§ Task to complete: Your response should consist solely of the records, written out exactly.

Working data Start Marker

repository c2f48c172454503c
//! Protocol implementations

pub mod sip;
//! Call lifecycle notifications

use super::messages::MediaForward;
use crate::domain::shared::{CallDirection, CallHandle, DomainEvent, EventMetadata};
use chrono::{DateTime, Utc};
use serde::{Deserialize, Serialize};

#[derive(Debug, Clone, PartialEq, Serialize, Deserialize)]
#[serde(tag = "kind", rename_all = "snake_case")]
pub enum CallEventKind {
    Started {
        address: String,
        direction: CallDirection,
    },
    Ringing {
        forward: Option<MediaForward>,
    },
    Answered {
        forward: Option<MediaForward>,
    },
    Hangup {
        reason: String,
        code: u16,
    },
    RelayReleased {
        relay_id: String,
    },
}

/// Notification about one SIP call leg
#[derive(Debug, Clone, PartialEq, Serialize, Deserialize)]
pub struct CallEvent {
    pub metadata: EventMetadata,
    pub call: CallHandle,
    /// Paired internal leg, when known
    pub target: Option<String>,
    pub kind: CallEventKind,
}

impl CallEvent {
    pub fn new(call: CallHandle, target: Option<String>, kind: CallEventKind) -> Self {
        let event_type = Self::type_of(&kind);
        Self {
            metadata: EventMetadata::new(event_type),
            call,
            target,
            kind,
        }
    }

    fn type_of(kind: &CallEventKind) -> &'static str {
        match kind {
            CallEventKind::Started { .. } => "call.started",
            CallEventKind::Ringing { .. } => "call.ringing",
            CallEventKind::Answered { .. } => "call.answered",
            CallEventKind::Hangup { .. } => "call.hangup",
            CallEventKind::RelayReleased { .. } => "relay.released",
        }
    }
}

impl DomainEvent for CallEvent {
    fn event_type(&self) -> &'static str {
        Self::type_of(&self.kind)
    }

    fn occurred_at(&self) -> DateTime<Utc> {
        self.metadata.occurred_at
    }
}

Working data End Marker

§ Answer to the problem:
repository c2f48c172454503c
//! Protocol implementations

pub mod sip;
//! Call lifecycle notifications

use super::messages::MediaForward;
use crate::domain::shared::{CallDirection, CallHandle, DomainEvent, EventMetadata};
use chrono::{DateTime, Utc};
use serde::{Deserialize, Serialize};

#[derive(Debug, Clone, PartialEq, Serialize, Deserialize)]
#[serde(tag = "kind", rename_all = "snake_case")]
pub enum CallEventKind {
    Started {
        address: String,
        direction: CallDirection,
    },
    Ringing {
        forward: Option<MediaForward>,
    },
    Answered {
        forward: Option<MediaForward>,
    },
    Hangup {
        reason: String,
        code: u16,
    },
    RelayReleased {
        relay_id: String,
    },
}

/// Notification about one SIP call leg
#[derive(Debug, Clone, PartialEq, Serialize, Deserialize)]
pub struct CallEvent {
    pub metadata: EventMetadata,
    pub call: CallHandle,
    /// Paired internal leg, when known
    pub target: Option<String>,
    pub kind: CallEventKind,
}

impl CallEvent {
    pub fn new(call: CallHandle, target: Option<String>, kind: CallEventKind) -> Self {
        let event_type = Self::type_of(&kind);
        Self {
            metadata: EventMetadata::new(event_type),
            call,
            target,
            kind,
        }
    }

    fn type_of(kind: &CallEventKind) -> &'static str {
        match kind {
            CallEventKind::Started { .. } => "call.started",
            CallEventKind::Ringing { .. } => "call.ringing",
            CallEventKind::Answered { .. } => "call.answered",
            CallEventKind::Hangup { .. } => "call.hangup",
            CallEventKind::RelayReleased { .. } => "relay.released",
        }
    }
}

impl DomainEvent for CallEvent {
    fn event_type(&self) -> &'static str {
        Self::type_of(&self.kind)
    }

    fn occurred_at(&self) -> DateTime<Utc> {
        self.metadata.occurred_at
    }
}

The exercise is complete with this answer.